Generative Adversarial Neural Network for Viseme Creation- ON-463

Desired discipline(s): Engineering - computer / electrical, Engineering, Computer science, Mathematical Sciences
Company: MemeSpeak Inc
Project Length: 4 to 6 months
Preferred start date: 06/01/2021
Language requirement: English
Location(s): Toronto, ON, Canada; Canada
No. of positions: 1
Search across Mitacs’ international networks - check this box if you’d also like to receive profiles of researchers based outside of Canada: 
No

About the company: 

MemeSpeak is Toronto-based software company that has developed a web-based multiuser, multi-language text-to-speech ip-based messaging application. The application is cloud based and supports text to natural speech creation in several Asian and European languages. Speech is used to animate speaking faces, which then are both archived and can be used as streamable video messages on social networks or embedded in text messages. The IOS and Android mobile apps allow message sharing through any messaging apps a user may have on their handset. The system does not depend on proprietary Google, Apple, Amazon or Facebook APIs. Each user maintains their own YouTube-like messaging archive and can could to distribute their messages however they wish.

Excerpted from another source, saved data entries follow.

use std::fs;
use std::io;
use std::path::{Path, PathBuf};

use async_trait::async_trait;
use chrono::{DateTime, Utc};

use annoq_data::StorageEntry;

use crate::error::{Error, Result};

/// Durable storage backend holding corpus sources, configs and produced
/// exports, addressed by logical corpus paths (`<corpus>/source`,
/// `<corpus>/export`, …).
#[async_trait]
pub trait StorageBackend: Send + Sync {
    /// True when the backend lives on the same host as the annotation tool,
    /// in which case no corpus transfer is needed and annotation results are
    /// already in place once the process finishes.
    fn local(&self) -> bool {
        false
    }

    /// Recursive listing of `dir`, directories included.
    async fn list_contents(&self, dir: &str) -> Result<Vec<StorageEntry>>;

    async fn download_dir(&self, dir: &str, dest: &Path) -> Result<()>;

    async fn upload_dir(&self, dir: &str, src: &Path) -> Result<()>;

    async fn remove_dir(&self, dir: &str) -> Result<()>;

    async fn get_file_contents(&self, path: &str) -> Result<String>;
}

/// Storage backend rooted at a directory on the coordinator host.
pub struct LocalStorage {
    root: PathBuf,
}

impl LocalStorage {
    pub fn new<P: Into<PathBuf>>(root: P) -> Self {
        Self { root: root.into() }
    }

    fn resolve(&self, dir: &str) -> PathBuf {
        self.root.join(dir)
    }
}

#[async_trait]
impl StorageBackend for LocalStorage {
    fn local(&self) -> bool {
        true
    }

    async fn list_contents(&self, dir: &str) -> Result<Vec<StorageEntry>> {
        let base = self.resolve(dir);
        if !base.exists() {
            return Ok(Vec::new());
        }
        let mut entries = Vec::new();
        walk(&base, &base, &mut entries)
            .map_err(|e| Error::Storage(format!("failed to list contents of '{}': {}", dir, e)))?;
        Ok(entries)
    }

    async fn download_dir(&self, dir: &str, dest: &Path) -> Result<()> {
        copy_dir(&self.resolve(dir), dest)
            .map_err(|e| Error::Storage(format!("failed to download '{}': {}", dir, e)))
    }

    async fn upload_dir(&self, dir: &str, src: &Path) -> Result<()> {
        copy_dir(src, &self.resolve(dir))
            .map_err(|e| Error::Storage(format!("failed to upload to '{}': {}", dir, e)))
    }

    async fn remove_dir(&self, dir: &str) -> Result<()> {
        match fs::remove_dir_all(self.resolve(dir)) {
            Ok(()) => Ok(()),
            Err(e) if e.kind() == io::ErrorKind::NotFound => Ok(()),
            Err(e) => Err(Error::Storage(format!("failed to remove '{}': {}", dir, e))),
        }
    }

    async fn get_file_contents(&self, path: &str) -> Result<String> {
        fs::read_to_string(self.resolve(path))
            .map_err(|e| Error::Storage(format!("failed to read '{}': {}", path, e)))
    }
}

fn walk(base: &Path, dir: &Path, entries: &mut Vec<StorageEntry>) -> io::Result<()> {
    for entry in fs::read_dir(dir)? {
        let entry = entry?;
        let path = entry.path();
        let metadata = entry.metadata()?;
        let relative = path
            .strip_prefix(base)
            .unwrap_or(&path)
            .to_string_lossy()
            .into_owned();
        let last_modified = metadata
            .modified()
            .ok()
            .map(|time| DateTime::<Utc>::from(time));
        entries.push(StorageEntry {
            name: entry.file_name().to_string_lossy().into_owned(),
            kind: if metadata.is_dir() { "dir" } else { "file" }.to_string(),
            last_modified,
            size: metadata.len(),
            path: relative,
        });
        if metadata.is_dir() {
            walk(base, &path, entries)?;
        }
    }
    Ok(())
}

fn copy_dir(src: &Path, dest: &Path) -> io::Result<()> {
    fs::create_dir_all(dest)?;
    for entry in fs::read_dir(src)? {
        let entry = entry?;
        let target = dest.join(entry.file_name());
        if entry.metadata()?.is_dir() {
            copy_dir(&entry.path(), &target)?;
        } else {
            fs::copy(entry.path(), target)?;
        }
    }
    Ok(())
}

#[cfg(test)]
mod test {
    use super::*;

    use tempfile::tempdir;

    use crate::testing::RUNTIME;

    #[test]
    fn test_list_contents_relative_paths() {
        let dir = tempdir().unwrap();
        let storage = LocalStorage::new(dir.path());
        fs::create_dir_all(dir.path().join("demo/source")).unwrap();
        fs::write(dir.path().join("demo/source/a.txt"), "text").unwrap();
        fs::write(dir.path().join("demo/config.yaml"), "id: demo").unwrap();

        let mut entries = RUNTIME.block_on(storage.list_contents("demo")).unwrap();
        entries.sort_by(|a, b| a.path.cmp(&b.path));
        let paths: Vec<&str> = entries.iter().map(|e| e.path.as_str()).collect();
        assert_eq!(vec!["config.yaml", "source", "source/a.txt"], paths);
        assert!(entries[1].is_dir());
    }

    #[test]
    fn test_list_contents_missing_dir_is_empty() {
        let dir = tempdir().unwrap();
        let storage = LocalStorage::new(dir.path());
        let entries = RUNTIME.block_on(storage.list_contents("nope")).unwrap();
        assert!(entries.is_empty());
    }

    #[test]
    fn test_download_upload_round_trip() {
        let dir = tempdir().unwrap();
        let storage = LocalStorage::new(dir.path().join("root"));
        let staging = dir.path().join("staging");
        fs::create_dir_all(dir.path().join("root/demo/source")).unwrap();
        fs::write(dir.path().join("root/demo/source/a.txt"), "text").unwrap();

        RUNTIME
            .block_on(storage.download_dir("demo", &staging))
            .unwrap();
        assert_eq!(
            "text",
            fs::read_to_string(staging.join("source/a.txt")).unwrap()
        );

        fs::write(staging.join("new.xml"), "<x/>").unwrap();
        RUNTIME
            .block_on(storage.upload_dir("demo-out", &staging))
            .unwrap();
        assert_eq!(
            "<x/>",
            fs::read_to_string(dir.path().join("root/demo-out/new.xml")).unwrap()
        );
    }
}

Non-users of the system can view the messages as well as subject-matter related message playlists. (see www.memespeaker.com ).

The GAN library would represent an improvement in viseme facial animation as well as a utility that fully automates the viseme creation process for MemeSpeak or other potential animation applications.

Please describe the project.: 

The goal of the project is to develop a generative adversarial neural network application which can be used to automatically create English language visemes(visual phonemes) for text to speech animation by using a single input image of an actual human face. The application will be designed to run on Linux servers. “Visemes” are visual phonemes, and they are used in all speech created facial animation systems. Input to this system would be a single human face – a “selfie” from a mobile app.

The project will require network training and optimization&coding strategies. However, we require expertise and knowledge to determine and implement the most appropriate strategy. Some have already been considered as some papers on similar, but different approaches, have been published. We also have a viseme data set, and other human face data, and a test application(memespeaker.com), that can be used to test the viseme creation library with speech/phoneme inputs for animation.

The programming language would be Python and the candidate would use Google CoLab for application testing. There are a few GitHub applications that can be used as a code basis, depending on the approach.

Required expertise/skills: 

A relevant computer science background with a knowledge of generative adversarial neural networks.

- Python

- ML solid knowledge and best practices to make strategic decisions. 

- GANs (Training, Evaluating Performance, Deployment of Models on the Cloud)

- Google CoLab

- GitHub